9.5.06

Sécurité à Dubaï

Pour passer un séjour en toute quiétude :

Les voies de fait sur la voie publique ainsi que le harcèlement des femmes sont très sévèrement réprimés.

Il est formellement déconseillé aux femmes de se mettre en bikini sur les plages publiques. Le nudisme et le topless sont strictement prohibés.

Les journaux et cassettes importés sont soumis à la censure.

Les photographies, vidéo-cassettes et DVD représentant des personnes nues ou à caractères pornographique sont prohibés.

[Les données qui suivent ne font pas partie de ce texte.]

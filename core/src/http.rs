//! HTTP transport types for the host-does-IO pattern.
//!
//! # Design
//! These types describe HTTP requests and responses as plain data. The
//! `SocialClient` builds `HttpRequest` values and parses `HttpResponse`
//! values without touching the network; a `Transport` performs the I/O.
//!
//! Bodies are raw bytes so JSON and multipart payloads share one shape.

use uuid::Uuid;

/// HTTP method for a request.
#[derive(Debug, Clone, Copy, PartialEq, Eq)]
pub enum HttpMethod {
    Get,
    Post,
    Patch,
    Delete,
}

impl HttpMethod {
    pub fn as_str(self) -> &'static str {
        match self {
            HttpMethod::Get => "GET",
            HttpMethod::Post => "POST",
            HttpMethod::Patch => "PATCH",
            HttpMethod::Delete => "DELETE",
        }
    }
}

/// An HTTP request described as plain data.
///
/// Built by `SocialClient::build_*` methods. `url` is absolute, including
/// the query string.
#[derive(Debug, Clone)]
pub struct HttpRequest {
    pub method: HttpMethod,
    pub url: String,
    pub headers: Vec<(String, String)>,
    pub body: Option<Vec<u8>>,
}

impl HttpRequest {
    /// Look up a header by case-insensitive name.
    pub fn header(&self, name: &str) -> Option<&str> {
        self.headers
            .iter()
            .find(|(k, _)| k.eq_ignore_ascii_case(name))
            .map(|(_, v)| v.as_str())
    }
}

/// An HTTP response described as plain data.
///
/// Produced by a `Transport`, then passed to `SocialClient::parse_*`.
#[derive(Debug, Clone)]
pub struct HttpResponse {
    pub status: u16,
    pub headers: Vec<(String, String)>,
    pub body: String,
}

impl HttpResponse {
    pub fn is_success(&self) -> bool {
        (200..300).contains(&self.status)
    }
}

/// A multipart/form-data body with file parts.
///
/// The boundary is random per form, and `content_type` carries it, so
/// callers never set the multipart content type themselves.
#[derive(Debug, Clone)]
pub struct MultipartForm {
    boundary: String,
    parts: Vec<FilePart>,
}

#[derive(Debug, Clone)]
struct FilePart {
    name: String,
    filename: String,
    content_type: String,
    data: Vec<u8>,
}

impl MultipartForm {
    pub fn new() -> Self {
        Self {
            boundary: format!("moltpress-{}", Uuid::new_v4().simple()),
            parts: Vec::new(),
        }
    }

    /// Append a file field.
    pub fn file(mut self, name: &str, filename: &str, content_type: &str, data: Vec<u8>) -> Self {
        self.parts.push(FilePart {
            name: escape_param(name),
            filename: escape_param(filename),
            content_type: content_type.replace(['\r', '\n'], ""),
            data,
        });
        self
    }

    pub fn content_type(&self) -> String {
        format!("multipart/form-data; boundary={}", self.boundary)
    }

    pub fn into_body(self) -> Vec<u8> {
        let mut body = Vec::new();
        for part in self.parts {
            body.extend_from_slice(format!("--{}\r\n", self.boundary).as_bytes());
            body.extend_from_slice(
                format!(
                    "Content-Disposition: form-data; name=\"{}\"; filename=\"{}\"\r\n",
                    part.name, part.filename
                )
                .as_bytes(),
            );
            body.extend_from_slice(format!("Content-Type: {}\r\n\r\n", part.content_type).as_bytes());
            body.extend_from_slice(&part.data);
            body.extend_from_slice(b"\r\n");
        }
        body.extend_from_slice(format!("--{}--\r\n", self.boundary).as_bytes());
        body
    }
}

/// Percent-encode the characters that would end a quoted header parameter
/// or the header line itself.
fn escape_param(value: &str) -> String {
    value.replace('"', "%22").replace('\r', "%0D").replace('\n', "%0A")
}

impl Default for MultipartForm {
    fn default() -> Self {
        Self::new()
    }
}
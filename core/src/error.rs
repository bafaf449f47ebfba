//! Error types for the moltpress API client.
//!
//! # Design
//! Every non-2xx response lands in `HttpError`, whose display text is the
//! server-supplied `error` string (or `HTTP <status>` when the body has
//! none), so callers can show it as-is. The status code is kept alongside
//! for callers that branch on it.

/// Errors returned by `SocialClient`, `Api` and `Transport` operations.
#[derive(Debug, thiserror::Error)]
pub enum ApiError {
    /// The server returned a non-2xx status.
    #[error("{message}")]
    HttpError { status: u16, message: String },

    /// The request never produced a response (connection refused, DNS, timeout).
    #[error("transport failed: {0}")]
    TransportError(String),

    /// The response body could not be deserialized into the expected type.
    #[error("deserialization failed: {0}")]
    DeserializationError(String),

    /// The request payload could not be serialized to JSON.
    #[error("serialization failed: {0}")]
    SerializationError(String),

    /// The configured base URL cannot carry API paths.
    #[error("invalid base url: {0}")]
    InvalidUrl(String),

    /// A configuration value could not be parsed.
    #[error("config parse failed: {0}")]
    Config(String),
}

impl ApiError {
    /// HTTP status of a server-side failure, if there was a response.
    pub fn status(&self) -> Option<u16> {
        match self {
            ApiError::HttpError { status, .. } => Some(*status),
            _ => None,
        }
    }

    pub fn is_not_found(&self) -> bool {
        self.status() == Some(404)
    }

    /// True for 401/403: the server saw the request and rejected the session.
    pub fn is_unauthorized(&self) -> bool {
        matches!(self.status(), Some(401 | 403))
    }
}

#[cfg(test)]
mod tests {
    use super::*;

    #[test]
    fn http_error_displays_message_only() {
        let err = ApiError::HttpError {
            status: 404,
            message: "post not found".to_string(),
        };
        assert_eq!(err.to_string(), "post not found");
        assert!(err.is_not_found());
        assert!(!err.is_unauthorized());
    }

    #[test]
    fn transport_error_has_no_status() {
        let err = ApiError::TransportError("connection refused".to_string());
        assert_eq!(err.status(), None);
        assert!(!err.is_unauthorized());
    }

    #[test]
    fn forbidden_counts_as_unauthorized() {
        let err = ApiError::HttpError {
            status: 403,
            message: "HTTP 403".to_string(),
        };
        assert!(err.is_unauthorized());
    }
}
use tokio::net::TcpListener;

#[tokio::main]
async fn main() -> Result<(), std::io::Error> {
    tracing_subscriber::fmt::init();

    let port = std::env::var("PORT").unwrap_or_else(|_| "3000".to_string());
    let addr = format!("127.0.0.1:{port}");
    let listener = TcpListener::bind(&addr).await?;
    tracing::info!(%addr, "moltpress mock listening");
    mock_server::run(listener).await
}
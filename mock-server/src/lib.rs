//! In-memory stand-in for the moltpress REST API (`/api/v1`).
//!
//! Holds accounts, posts, likes and follows in a single `RwLock`. Auth is a
//! bearer token (the API key from registration, or a login token) or the
//! `session` cookie set by `/register` and `/login`. Errors are
//! `{"error": "..."}` bodies, deletes and toggles answer 204.

use std::collections::{HashMap, HashSet};
use std::sync::Arc;

use axum::{
    extract::{Multipart, Path, Query, State},
    http::{header, HeaderMap, HeaderValue, StatusCode},
    response::{IntoResponse, Response},
    routing::{get, post},
    Json, Router,
};
use serde::{Deserialize, Deserializer, Serialize, Serializer};
use tokio::{net::TcpListener, sync::RwLock};
use uuid::Uuid;

const DEFAULT_LIMIT: usize = 20;
const MAX_LIMIT: usize = 50;

// ---------------------------------------------------------------------------
// Wire types
// ---------------------------------------------------------------------------

#[derive(Clone, Debug, Serialize, Deserialize)]
pub struct User {
    pub id: Uuid,
    pub username: String,
    #[serde(default, skip_serializing_if = "Option::is_none")]
    pub display_name: Option<String>,
    #[serde(default, skip_serializing_if = "Option::is_none")]
    pub bio: Option<String>,
    #[serde(default, skip_serializing_if = "Option::is_none")]
    pub avatar_url: Option<String>,
    #[serde(default, skip_serializing_if = "Option::is_none")]
    pub header_url: Option<String>,
    pub is_agent: bool,
    pub is_verified: bool,
    #[serde(default, skip_serializing_if = "Option::is_none")]
    pub x_username: Option<String>,
    #[serde(default, skip_serializing_if = "Option::is_none")]
    pub theme_settings: Option<serde_json::Value>,
    pub created_at: String,
    pub follower_count: u64,
    pub following_count: u64,
    pub post_count: u64,
    #[serde(default, skip_serializing_if = "Option::is_none")]
    pub is_following: Option<bool>,
}

#[derive(Clone, Debug, Serialize, Deserialize)]
pub struct Post {
    pub id: Uuid,
    pub user_id: Uuid,
    #[serde(default, skip_serializing_if = "Option::is_none")]
    pub content: Option<String>,
    #[serde(default, skip_serializing_if = "Option::is_none")]
    pub image_url: Option<String>,
    #[serde(default, skip_serializing_if = "Option::is_none")]
    pub reblog_of_id: Option<Uuid>,
    #[serde(default, skip_serializing_if = "Option::is_none")]
    pub reblog_comment: Option<String>,
    #[serde(default, skip_serializing_if = "Option::is_none")]
    pub reply_to_id: Option<Uuid>,
    pub like_count: u64,
    pub reblog_count: u64,
    pub reply_count: u64,
    pub sentiment_score: f64,
    pub sentiment_label: String,
    pub controversy_score: f64,
    pub created_at: String,
    pub updated_at: String,
    #[serde(default, skip_serializing_if = "Option::is_none")]
    pub user: Option<User>,
    #[serde(default, skip_serializing_if = "Option::is_none")]
    pub reblog_of: Option<Box<Post>>,
    #[serde(default, skip_serializing_if = "Vec::is_empty")]
    pub tags: Vec<String>,
    #[serde(default, skip_serializing_if = "std::ops::Not::not")]
    pub is_liked: bool,
}
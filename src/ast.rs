/// Key-path tag metadata. `src` is the exact source substring from the
/// opening `{{` through the closing delimiter; `line`/`col` point at the
/// opening `{{`, 1-based, and are quoted verbatim in diagnostics.
#[derive(Debug, Clone, PartialEq)]
pub struct Tag {
    pub key: Vec<String>,
    pub src: String,
    pub line: u32,
    pub col: u32,
}

#[derive(Debug, Clone, PartialEq)]
pub struct PartialTag {
    pub name: String,
    pub src: String,
    pub line: u32,
    pub col: u32,
}

/// One item of a parsed template body. Comments never appear here; they are
/// dropped during parsing. Adjacent text runs are merged, so no two
/// consecutive `Text` nodes ever exist in a body.
#[derive(Debug, Clone, PartialEq)]
pub enum Node {
    Text(String),
    Variable(Tag),
    Unescaped(Tag),
    Section {
        open: Tag,
        close: Tag,
        body: Vec<Node>,
    },
    Inverted {
        open: Tag,
        close: Tag,
        body: Vec<Node>,
    },
    Partial(PartialTag),
}

#[derive(Debug, Clone, PartialEq)]
pub struct Template {
    pub items: Vec<Node>,
}
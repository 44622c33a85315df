use crate::error::RenderError;
use std::collections::HashMap;
use std::fmt;
use std::future::Future;
use std::pin::Pin;
use std::sync::Arc;

pub type LazyFuture = Pin<Box<dyn Future<Output = Result<Value, RenderError>> + Send>>;

/// 视图值的封闭变体。属性查找只对 `Map` 有意义，其余变体一律视为不拥有属性。
#[derive(Clone)]
pub enum Value {
    Null,
    Bool(bool),
    I64(i64),
    F64(f64),
    Str(String),
    List(Vec<Value>),
    Map(HashMap<String, Value>),
    Lazy(LazyValue),
    Section(SectionFn),
}

impl Value {
    pub fn has(&self, key: &str) -> bool {
        matches!(self, Value::Map(m) if m.contains_key(key))
    }

    pub fn get(&self, key: &str) -> Option<&Value> {
        match self {
            Value::Map(m) => m.get(key),
            _ => None,
        }
    }

    /// `Null`, `false` and the empty list are falsy; everything else,
    /// including an empty map, zero and the empty string, is truthy.
    pub fn is_truthy(&self) -> bool {
        match self {
            Value::Null => false,
            Value::Bool(b) => *b,
            Value::List(items) => !items.is_empty(),
            _ => true,
        }
    }

    /// Displayable text for variable output. `None` means "emit nothing".
    /// Lists join their elements' text with a comma; absent elements
    /// contribute an empty string.
    pub fn to_text(&self) -> Option<String> {
        match self {
            Value::Null => None,
            Value::Bool(b) => Some(b.to_string()),
            Value::I64(n) => Some(n.to_string()),
            Value::F64(n) => Some(n.to_string()),
            Value::Str(s) => Some(s.clone()),
            Value::List(items) => Some(
                items
                    .iter()
                    .map(|v| v.to_text().unwrap_or_default())
                    .collect::<Vec<_>>()
                    .join(","),
            ),
            Value::Map(_) => Some("[object]".to_string()),
            Value::Lazy(_) => Some("[lazy]".to_string()),
            Value::Section(_) => Some("[section]".to_string()),
        }
    }
}

/// Deferred single-outcome computation usable anywhere a plain value is
/// expected. Resolution always goes through the async machinery, and every
/// materialization re-invokes the computation; there is no implicit caching.
#[derive(Clone)]
pub struct LazyValue {
    getter: Arc<dyn Fn() -> LazyFuture + Send + Sync>,
}

impl LazyValue {
    pub fn new<F, Fut>(getter: F) -> Self
    where
        F: Fn() -> Fut + Send + Sync + 'static,
        Fut: Future<Output = Result<Value, RenderError>> + Send + 'static,
    {
        LazyValue {
            getter: Arc::new(move || Box::pin(getter())),
        }
    }

    pub(crate) fn resolve(&self) -> LazyFuture {
        (self.getter)()
    }
}

/// Synchronous text transform usable as a section's resolved value. The
/// section body must be exactly one text node; the function receives that
/// text verbatim and its result is emitted unescaped.
#[derive(Clone)]
pub struct SectionFn {
    f: Arc<dyn Fn(&str) -> Result<Value, RenderError> + Send + Sync>,
}

impl SectionFn {
    pub fn new<F>(f: F) -> Self
    where
        F: Fn(&str) -> Result<Value, RenderError> + Send + Sync + 'static,
    {
        SectionFn { f: Arc::new(f) }
    }

    pub(crate) fn call(&self, text: &str) -> Result<Value, RenderError> {
        (self.f)(text)
    }
}

impl fmt::Debug for Value {
    fn fmt(&self, f: &mut fmt::Formatter<'_>) -> fmt::Result {
        match self {
            Value::Null => f.write_str("Null"),
            Value::Bool(v) => f.debug_tuple("Bool").field(v).finish(),
            Value::I64(v) => f.debug_tuple("I64").field(v).finish(),
            Value::F64(v) => f.debug_tuple("F64").field(v).finish(),
            Value::Str(v) => f.debug_tuple("Str").field(v).finish(),
            Value::List(v) => f.debug_tuple("List").field(v).finish(),
            Value::Map(v) => f.debug_tuple("Map").field(v).finish(),
            Value::Lazy(_) => f.write_str("Lazy(..)"),
            Value::Section(_) => f.write_str("Section(..)"),
        }
    }
}

impl PartialEq for Value {
    fn eq(&self, other: &Self) -> bool {
        match (self, other) {
            (Value::Null, Value::Null) => true,
            (Value::Bool(a), Value::Bool(b)) => a == b,
            (Value::I64(a), Value::I64(b)) => a == b,
            (Value::F64(a), Value::F64(b)) => a == b,
            (Value::Str(a), Value::Str(b)) => a == b,
            (Value::List(a), Value::List(b)) => a == b,
            (Value::Map(a), Value::Map(b)) => a == b,
            (Value::Lazy(a), Value::Lazy(b)) => Arc::ptr_eq(&a.getter, &b.getter),
            (Value::Section(a), Value::Section(b)) => Arc::ptr_eq(&a.f, &b.f),
            _ => false,
        }
    }
}

impl From<bool> for Value {
    fn from(v: bool) -> Self {
        Value::Bool(v)
    }
}
impl From<i32> for Value {
    fn from(v: i32) -> Self {
        Value::I64(v as i64)
    }
}
impl From<i64> for Value {
    fn from(v: i64) -> Self {
        Value::I64(v)
    }
}
impl From<f64> for Value {
    fn from(v: f64) -> Self {
        Value::F64(v)
    }
}
impl From<String> for Value {
    fn from(v: String) -> Self {
        Value::Str(v)
    }
}
impl From<&str> for Value {
    fn from(v: &str) -> Self {
        Value::Str(v.to_string())
    }
}
impl From<Vec<Value>> for Value {
    fn from(v: Vec<Value>) -> Self {
        Value::List(v)
    }
}
impl From<HashMap<String, Value>> for Value {
    fn from(v: HashMap<String, Value>) -> Self {
        Value::Map(v)
    }
}
impl From<LazyValue> for Value {
    fn from(v: LazyValue) -> Self {
        Value::Lazy(v)
    }
}
impl From<SectionFn> for Value {
    fn from(v: SectionFn) -> Self {
        Value::Section(v)
    }
}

De même, les manifestations gestuelles de sentiments amoureux en public sont interdits et peuvent motiver des interpellations par la police.

L’émission de chèques sans provision est passible au minimum d’un mois de prison.

L’insolvabilité fait l’objet d’une procédure spéciale qui inclut l’interdiction de sortie du territoire tant que la dette n’a pas été réglée.

En cas d’urgence, il est impératif de prendre l’attache de l’ambassade de France à Abou Dabi ou du Consulat Général à Dubai car les autorités locales s’abstiennent généralement de le faire. Il est, de plus, nécessaire de faire appel à un avocat.

Le Consulat Général de France à Dubai n’a pas d’avocat accrédité. Toutefois, une liste d’avocats francophones installés à Dubai et dans les émirats du nord figure sur le site internet du poste : www.consulfrance-dubai.org.ae

Conseils complémentaires :

- suivre l’actualité régionale
- consulter très régulièrement le site Conseils aux voyageurs
- avoir les coordonnées de l’Ambassade avec soi en cas de difficulté

Avertissement concernant la drogue :

L’importation, la consommation, la production ou la détention de stupéfiants (résine de cannabis, Haschich, marijuana, héroïne, cocaïne), même en quantité infinitésimale (de l’ordre du milligramme) sont totalement interdites et sévèrement punies.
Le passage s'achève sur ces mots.